6. DEATH OR DISABILITY. The Executive's employment will terminate
immediately upon the Executive's death. If the Executive becomes
physically or mentally disabled so as to become unable for a period of
more than five consecutive months or for shorter periods aggregating at
least five months during any twelve month period to perform the
Executive's duties hereunder on a substantially full-time basis, the
Executive's employment will terminate as of the end of such five-month
or twelve-month period and this shall be considered a "disability"
under this Agreement.

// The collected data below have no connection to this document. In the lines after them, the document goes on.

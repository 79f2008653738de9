// Copyright (c) The Diem Core Contributors
// Copyright (c) The Move Contributors
// SPDX-License-Identifier: Apache-2.0

use crate::{account_address::AccountAddress, value::MoveValue};
use anyhow::{anyhow, Error, Result};
use aptos_bcs_utils::{BcsError, Deserializable, Deserializer, Serializable, Serializer, U256};
use std::fmt;

/// A self-describing script argument: a variant tag followed by the value.
///
/// Scripts carry no ABI, so unlike entry function arguments each value brings its own type.
#[derive(Clone, Hash, Eq, PartialEq)]
pub enum TransactionArgument {
    U8(u8),
    U64(u64),
    U128(u128),
    Address(AccountAddress),
    U8Vector(Vec<u8>),
    Bool(bool),
    U16(u16),
    U32(u32),
    U256(U256),
    /// Bytes that are already the BCS encoding of some value.
    Serialized(Vec<u8>),
}

impl TransactionArgument {
    fn variant_index(&self) -> u32 {
        match self {
            TransactionArgument::U8(_) => 0,
            TransactionArgument::U64(_) => 1,
            TransactionArgument::U128(_) => 2,
            TransactionArgument::Address(_) => 3,
            TransactionArgument::U8Vector(_) => 4,
            TransactionArgument::Bool(_) => 5,
            TransactionArgument::U16(_) => 6,
            TransactionArgument::U32(_) => 7,
            TransactionArgument::U256(_) => 8,
            TransactionArgument::Serialized(_) => 9,
        }
    }
}

impl fmt::Debug for TransactionArgument {
    fn fmt(&self, f: &mut fmt::Formatter<'_>) -> fmt::Result {
        match self {
            TransactionArgument::U8(value) => write!(f, "{{U8: {}}}", value),
            TransactionArgument::U16(value) => write!(f, "{{U16: {}}}", value),
            TransactionArgument::U32(value) => write!(f, "{{U32: {}}}", value),
            TransactionArgument::U64(value) => write!(f, "{{U64: {}}}", value),
            TransactionArgument::U128(value) => write!(f, "{{U128: {}}}", value),
            TransactionArgument::U256(value) => write!(f, "{{U256: {}}}", value),
            TransactionArgument::Bool(boolean) => write!(f, "{{BOOL: {}}}", boolean),
            TransactionArgument::Address(address) => write!(f, "{{ADDRESS: {:?}}}", address),
            TransactionArgument::U8Vector(vector) => {
                write!(f, "{{U8Vector: 0x{}}}", hex::encode(vector))
            },
            TransactionArgument::Serialized(bytes) => {
                write!(f, "{{Serialized: 0x{}}}", hex::encode(bytes))
            },
        }
    }
}

impl Serializable for TransactionArgument {
    fn serialize(&self, serializer: &mut Serializer) -> aptos_bcs_utils::Result<()> {
        serializer.serialize_variant_index(self.variant_index());
        match self {
            TransactionArgument::U8(i) => serializer.serialize_u8(*i),
            TransactionArgument::U16(i) => serializer.serialize_u16(*i),
            TransactionArgument::U32(i) => serializer.serialize_u32(*i),
            TransactionArgument::U64(i) => serializer.serialize_u64(*i),
            TransactionArgument::U128(i) => serializer.serialize_u128(*i),
            TransactionArgument::U256(i) => serializer.serialize_u256(i),
            TransactionArgument::Bool(b) => serializer.serialize_bool(*b),
            TransactionArgument::Address(a) => a.serialize(serializer)?,
            TransactionArgument::U8Vector(v) | TransactionArgument::Serialized(v) => {
                serializer.serialize_bytes(v)?
            },
        }
        Ok(())
    }
}

impl Deserializable for TransactionArgument {
    fn deserialize(deserializer: &mut Deserializer<'_>) -> aptos_bcs_utils::Result<Self> {
        Ok(match deserializer.deserialize_variant_index()? {
            0 => TransactionArgument::U8(deserializer.deserialize_u8()?),
            1 => TransactionArgument::U64(deserializer.deserialize_u64()?),
            2 => TransactionArgument::U128(deserializer.deserialize_u128()?),
            3 => TransactionArgument::Address(AccountAddress::deserialize(deserializer)?),
            4 => TransactionArgument::U8Vector(deserializer.deserialize_bytes()?),
            5 => TransactionArgument::Bool(deserializer.deserialize_bool()?),
            6 => TransactionArgument::U16(deserializer.deserialize_u16()?),
            7 => TransactionArgument::U32(deserializer.deserialize_u32()?),
            8 => TransactionArgument::U256(deserializer.deserialize_u256()?),
            9 => TransactionArgument::Serialized(deserializer.deserialize_bytes()?),
            index => return Err(BcsError::unknown_variant("TransactionArgument", index)),
        })
    }
}

impl TryFrom<TransactionArgument> for MoveValue {
    type Error = Error;

    fn try_from(val: TransactionArgument) -> Result<Self> {
        Ok(match val {
            TransactionArgument::U8(i) => MoveValue::U8(i),
            TransactionArgument::U16(i) => MoveValue::U16(i),
            TransactionArgument::U32(i) => MoveValue::U32(i),
            TransactionArgument::U64(i) => MoveValue::U64(i),
            TransactionArgument::U128(i) => MoveValue::U128(i),
            TransactionArgument::U256(i) => MoveValue::U256(i),
            TransactionArgument::Address(a) => MoveValue::Address(a),
            TransactionArgument::Bool(b) => MoveValue::Bool(b),
            TransactionArgument::U8Vector(v) => MoveValue::vector_u8(v),
            TransactionArgument::Serialized(_) => {
                return Err(anyhow!("serialized argument has no known type: {:?}", val))
            },
        })
    }
}

impl TryFrom<MoveValue> for TransactionArgument {
    type Error = Error;

    fn try_from(val: MoveValue) -> Result<Self> {
        Ok(match val {
            MoveValue::U8(i) => TransactionArgument::U8(i),
            MoveValue::U16(i) => TransactionArgument::U16(i),
            MoveValue::U32(i) => TransactionArgument::U32(i),
            MoveValue::U64(i) => TransactionArgument::U64(i),
            MoveValue::U128(i) => TransactionArgument::U128(i),
            MoveValue::U256(i) => TransactionArgument::U256(i),
            MoveValue::Address(a) => TransactionArgument::Address(a),
            MoveValue::Bool(b) => TransactionArgument::Bool(b),
            MoveValue::Vector(v) if v.iter().all(|mv| matches!(mv, MoveValue::U8(_))) => {
                TransactionArgument::U8Vector(
                    v.into_iter()
                        .filter_map(|mv| match mv {
                            MoveValue::U8(byte) => Some(byte),
                            _ => None,
                        })
                        .collect(),
                )
            },
            // Anything else is passed through as its canonical bytes.
            other => TransactionArgument::Serialized(other.simple_serialize()?),
        })
    }
}

#[cfg(test)]
mod tests {
    use crate::{
        account_address::AccountAddress, transaction_argument::TransactionArgument,
        value::MoveValue,
    };
    use aptos_bcs_utils::{Deserializable, Serializable, U256};

    #[test]
    fn test_from_and_to_move_value() {
        let vals = vec![
            TransactionArgument::U8(1),
            TransactionArgument::U16(u16::MAX),
            TransactionArgument::U32(u32::MAX),
            TransactionArgument::U64(u64::MAX),
            TransactionArgument::U128(u128::MAX),
            TransactionArgument::U256(U256::MAX),
            TransactionArgument::Bool(true),
            TransactionArgument::Address(AccountAddress::from_hex_literal("0x1").unwrap()),
            TransactionArgument::U8Vector(vec![1, 2, 3, 4]),
        ];
        for val in vals {
            let ret: TransactionArgument =
                MoveValue::try_from(val.clone()).unwrap().try_into().unwrap();
            assert_eq!(ret, val);
        }
    }

    #[test]
    fn test_structured_values_become_serialized() {
        let value = MoveValue::String("hi".to_string());
        let arg = TransactionArgument::try_from(value).unwrap();
        assert_eq!(arg, TransactionArgument::Serialized(vec![2, b'h', b'i']));
    }

    #[test]
    fn test_arguments_carry_their_tag() {
        assert_eq!(TransactionArgument::U64(1).bcs_to_bytes().unwrap(), vec![
            1, 1, 0, 0, 0, 0, 0, 0, 0
        ]);
        assert_eq!(TransactionArgument::Bool(true).bcs_to_bytes().unwrap(), vec![5, 1]);
        assert_eq!(
            TransactionArgument::U8Vector(vec![0xab]).bcs_to_bytes().unwrap(),
            vec![4, 1, 0xab]
        );
        assert_eq!(TransactionArgument::U16(2).bcs_to_bytes().unwrap(), vec![6, 2, 0]);

        let arg = TransactionArgument::Serialized(vec![9, 9]);
        assert_eq!(
            TransactionArgument::from_bcs_bytes(&arg.bcs_to_bytes().unwrap()).unwrap(),
            arg
        );
        assert!(TransactionArgument::from_bcs_bytes(&[10, 0]).is_err());
    }
}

Such termination shall not affect the Executive's
benefits under the Company's disability insurance program, if any, then
in effect.
7. TERMINATION. Either the Executive or the Company may terminate the
Executive's employment under this Agreement for any reason upon not
less than thirty (30) days written notice.
A. TERMINATION OF EMPLOYMENT OTHER THAN BY RESIGNATION OF
EXECUTIVE OR TERMINATION FOR CAUSE. Upon the termination of
the Executive's employment under this Agreement for any reason
(including termination of employment by the Executive for Good
Reason, termination of employment by the Company without
Cause, or the death or disability of the Executive) other than
by the resignation of Executive without Good Reason or a
termination by the Company for Cause, the following shall
apply:
(i) TERMINATION PAYMENT. The Executive shall be entitled to
and paid a termination payment (the "Termination Payment")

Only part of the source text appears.